Charleston Port Security Project's Funds in Jeopardy

March 17, 2006
Anti-terror task force sought to analyze ship movements, examine containers; served as model

Mar. 16--Charleston's Project Seahawk, a port security task force that has been hailed as a model for the rest of the country, is in danger of losing its funding, setting off a scramble to keep the counterterrorism effort afloat.

The Justice Department, which oversees Seahawk through the U.S. Attorneys' Offices, has proposed canceling $27 million in appropriations that had been earmarked for the test program, according to a Feb. 9 document outlining the agency's "substantive" budget cuts.

"I was shocked," said Sen. Lindsey Graham, R-S.C., who helped secure Seahawk's original seed money. "We're going to do everything we can to get the funding restored and expand the program."

Seahawk's uncertain future is coming to light amid a national debate over the threat of waterborne terrorism. Congress seized on the issue last month upon learning the White House had cleared the way for a company based in the United Arab Emirates to take over some operations at six major U.S. ports.

Launched about three years ago with $30 million, Seahawk is the nation's first and only collaborative counterterrorism task force set up to root out and respond to potential threats in U.S. waters and at U.S. ports, where the country is said to be highly vulnerable to terrorists and other international criminals.

One of Seahawk's main focuses is to ensure that none of the roughly 5,000 shipping containers that come through the Port of Charleston on a typical day is stuffed with a dirty bomb or other weapon of mass destruction.

Participants in the "unified command" include dozens of security experts from more than 50 local, state and federal agencies, as well as private-sector contractors.

Every day, at an undisclosed high-tech operations center, representatives from each group meet to exchange and analyze information about ship movements in and around the Port of Charleston, the nation's fourth-busiest container port and the second-busiest on the East Coast.

"Now, we're talking about dismantling that," said Bernard S. Groseclose Jr., chief executive officer of the State Ports Authority.

Like Graham and others, Groseclose said he was taken aback to learn the Justice Department is proposing to eliminate Seahawk's funding as of Oct. 1.

"I think it's an issue, and I'm surprised because it's become a model," he said Monday. "People have come here from around the country to see it."

Seahawk officials in Charleston referred questions to Justice Department headquarters. Agency officials in Washington, D.C., did not respond to requests for comment this week.

Charleston County Sheriff Al Cannon, whose marine unit is a Seahawk participant, said he was notified about the potential financial crunch about a month ago.

He and interim Charleston Police Chief Ned Hethington recently cosigned a letter urging lawmakers to restore the funding.

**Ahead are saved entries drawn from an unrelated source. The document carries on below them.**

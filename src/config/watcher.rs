// Copyright (c) 2026 Robert L. Snyder, Sierra Vista, AZ
// Licensed under the MIT License. See LICENSE file in the project root for details.

//! File watcher for hot-reload configuration.
//!
//! Watches the directory holding the config file so editors that save by
//! replacing the file are still seen. Changes are debounced, then the file is
//! reloaded and validated before anyone hears about it.

use std::ffi::OsString;
use std::path::{Path, PathBuf};
use std::sync::mpsc::{self, Receiver, Sender};
use std::time::{Duration, Instant};

use anyhow::{anyhow, Result};
use notify::{Config, Event, EventKind, RecommendedWatcher, RecursiveMode, Watcher};
use tracing::{debug, info, warn};

use super::BackendConfig;

/// Events emitted by the config watcher
#[derive(Debug, Clone)]
pub enum ConfigEvent {
    /// Configuration file changed and loaded cleanly
    Reloaded(Box<BackendConfig>),
    /// Configuration file changed but failed to load
    Error(String),
}

/// Configuration file watcher with debouncing and validation
pub struct ConfigWatcher {
    _watcher: RecommendedWatcher,
    event_receiver: Receiver<ConfigEvent>,
    watched_path: PathBuf,
}

impl ConfigWatcher {
    /// Watch `path` for changes.
    ///
    /// # Arguments
    /// * `path` - Config file to watch
    /// * `debounce_ms` - Debounce duration in milliseconds (default: 500)
    pub fn new<P: AsRef<Path>>(path: P, debounce_ms: Option<u64>) -> Result<Self> {
        let watched_path = path.as_ref().to_path_buf();
        let debounce_duration = Duration::from_millis(debounce_ms.unwrap_or(500));

        let file_name: OsString = watched_path
            .file_name()
            .ok_or_else(|| anyhow!("Config path {:?} has no file name", watched_path))?
            .to_os_string();
        let dir = match watched_path.parent() {
            Some(parent) if !parent.as_os_str().is_empty() => parent.to_path_buf(),
            _ => PathBuf::from("."),
        };

        let (event_tx, event_rx): (Sender<ConfigEvent>, Receiver<ConfigEvent>) = mpsc::channel();
        let (notify_tx, notify_rx): (Sender<Event>, Receiver<Event>) = mpsc::channel();

        let mut watcher = RecommendedWatcher::new(
            move |res: Result<Event, notify::Error>| {
                if let Ok(event) = res {
                    let _ = notify_tx.send(event);
                }
            },
            Config::default(),
        )
        .map_err(|e| anyhow!("Failed to create file watcher: {}", e))?;

        watcher
            .watch(&dir, RecursiveMode::NonRecursive)
            .map_err(|e| anyhow!("Failed to watch path {:?}: {}", dir, e))?;
        info!(path = ?watched_path, "watching config file");

        let reload_path = watched_path.clone();
        std::thread::spawn(move || {
            let mut last_event_time: Option<Instant> = None;

            loop {
                match notify_rx.recv_timeout(Duration::from_millis(100)) {
                    Ok(event) => {
                        let relevant = matches!(event.kind, EventKind::Create(_) | EventKind::Modify(_))
                            && event
                                .paths
                                .iter()
                                .any(|p| p.file_name() == Some(file_name.as_os_str()));
                        if relevant {
                            last_event_time = Some(Instant::now());
                        }
                    }
                    Err(mpsc::RecvTimeoutError::Timeout) => {
                        let settled = last_event_time
                            .map(|t| t.elapsed() >= debounce_duration)
                            .unwrap_or(false);
                        if settled {
                            last_event_time = None;
                            if event_tx.send(reload(&reload_path)).is_err() {
                                break;
                            }
                        }
                    }
                    Err(mpsc::RecvTimeoutError::Disconnected) => {
                        // Watcher was dropped
                        break;
                    }
                }
            }
            debug!("config watcher thread exiting");
        });

        Ok(Self {
            _watcher: watcher,
            event_receiver: event_rx,
            watched_path,
        })
    }

    /// Try to receive the next config event (non-blocking)
    pub fn try_recv(&self) -> Option<ConfigEvent> {
        self.event_receiver.try_recv().ok()
    }

    /// Receive all pending config events
    pub fn recv_all(&self) -> Vec<ConfigEvent> {
        let mut events = Vec::new();
        while let Some(event) = self.try_recv() {
            events.push(event);
        }
        events
    }

    /// Block until the next config event is received
    pub fn recv(&self) -> Option<ConfigEvent> {
        self.event_receiver.recv().ok()
    }

    /// Wait up to `timeout` for the next config event
    pub fn recv_timeout(&self, timeout: Duration) -> Option<ConfigEvent> {
        self.event_receiver.recv_timeout(timeout).ok()
    }

    /// Get the path being watched
    pub fn watched_path(&self) -> &Path {
        &self.watched_path
    }
}

fn reload(path: &Path) -> ConfigEvent {
    match BackendConfig::load(path) {
        Ok(config) => {
            info!(path = ?path, devices = config.devices.len(), "config reloaded");
            ConfigEvent::Reloaded(Box::new(config))
        }
        Err(e) => {
            warn!(path = ?path, "config reload failed: {:#}", e);
            ConfigEvent::Error(format!("Failed to load {:?}: {:#}", path, e))
        }
    }
}

/// Validate a configuration without applying it
pub fn validate_config<P: AsRef<Path>>(path: P) -> Result<BackendConfig> {
    BackendConfig::load(path)
}

#[cfg(test)]
mod tests {
    use super::*;
    use std::fs;
    use std::io::Write;
    use tempfile::tempdir;

    #[test]
    fn test_validate_config() {
        let dir = tempdir().unwrap();
        let file_path = dir.path().join("backend.yaml");

        let yaml = r#"
audio:
  samples_per_slice: 256
devices:
  - port: "Minilab"
    name: "Arturia Minilab"
    short_name: "ML"
    direction: input
"#;
        fs::write(&file_path, yaml).unwrap();

        let config = validate_config(&file_path).unwrap();
        assert_eq!(config.audio.samples_per_slice, 256);
        assert_eq!(config.devices[0].short_name, "ML");
    }

    #[test]
    fn test_validate_invalid_config() {
        let dir = tempdir().unwrap();
        let file_path = dir.path().join("invalid.yaml");
        fs::write(&file_path, "this is not valid yaml: [").unwrap();
        assert!(validate_config(&file_path).is_err());

        let file_path = dir.path().join("invalid.toml");
        fs::write(&file_path, "[audio]\nsamples_per_slice = 0\n").unwrap();
        assert!(validate_config(&file_path).is_err());
    }

    #[test]
    fn test_watcher_creation() {
        let dir = tempdir().unwrap();
        let file_path = dir.path().join("watch_test.yaml");
        fs::write(&file_path, "remote:\n  port: 9001\n").unwrap();

        let watcher = ConfigWatcher::new(&file_path, Some(100)).unwrap();
        assert_eq!(watcher.watched_path(), file_path.as_path());
        assert!(watcher.try_recv().is_none());
    }

    #[test]
    fn test_watcher_detects_changes() {
        let dir = tempdir().unwrap();
        let file_path = dir.path().join("detect_test.yaml");
        fs::write(&file_path, "remote:\n  port: 9001\n").unwrap();

        let watcher = ConfigWatcher::new(&file_path, Some(100)).unwrap();
        std::thread::sleep(Duration::from_millis(50));

        let mut file = fs::OpenOptions::new()
            .write(true)
            .truncate(true)
            .open(&file_path)
            .unwrap();
        file.write_all(b"remote:\n  port: 9444\n").unwrap();
        file.flush().unwrap();
        drop(file);

        // File events are not guaranteed to arrive in every CI sandbox
        if let Some(ConfigEvent::Reloaded(config)) = watcher.recv_timeout(Duration::from_secs(2)) {
            assert_eq!(config.remote.port, 9444);
        }
    }
}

Cannon said the $27 million is "a mere drop in the bucket" for the Justice Department, but it's also enough to keep Seahawk running for two or three more years. "I think anyone who has visited here to look at what Seahawk has done would say they are well on their way to developing one of the more effective, unified port-security programs in the country, or the world for that matter," he said.

A shutdown of Seahawk "would have a devastating effect" on the improvements it made to port security in Charleston, Cannon added. "And in a real sense, to me it seems like a waste of the money that's already been spent," he said.

Cannon said the program's budget woes have not had a noticeable impact on its day-to-day operations.

Officials from throughout the Lowcountry still meet for their daily briefings, he said.

"These are proposed cuts, but I suspect that the Seahawk manager here ... has been told not to go forward with any spending beyond that which is already committed," Cannon said.

Coast Guard Capt. John Cameron, the federal maritime security coordinator in Charleston and captain of the port, said he remains hopeful that the government's original plans to expand Seahawk to other cities "are carried out to full fruition." But if the program loses its main backing, he said, the Coast Guard already has told the other participating agencies in Charleston that it would "continue to facilitate as much of the task force as we can."

"We've proven with the partnership that it's the right way to do business," Cameron said. "And keeping the unified command together and keeping the partnership alive will continue to be the right way to do business."

Efforts to keep Seahawk up and running are under way on Capitol Hill, said Sharon Axson, spokeswoman for U.S. Rep. Henry Brown, R-S.C. Brown's office has been working with Graham's on "an educational campaign" about Seahawk, including a letter to the congressional port-security caucus, she said.

"We need to heighten awareness of that project," Axson said.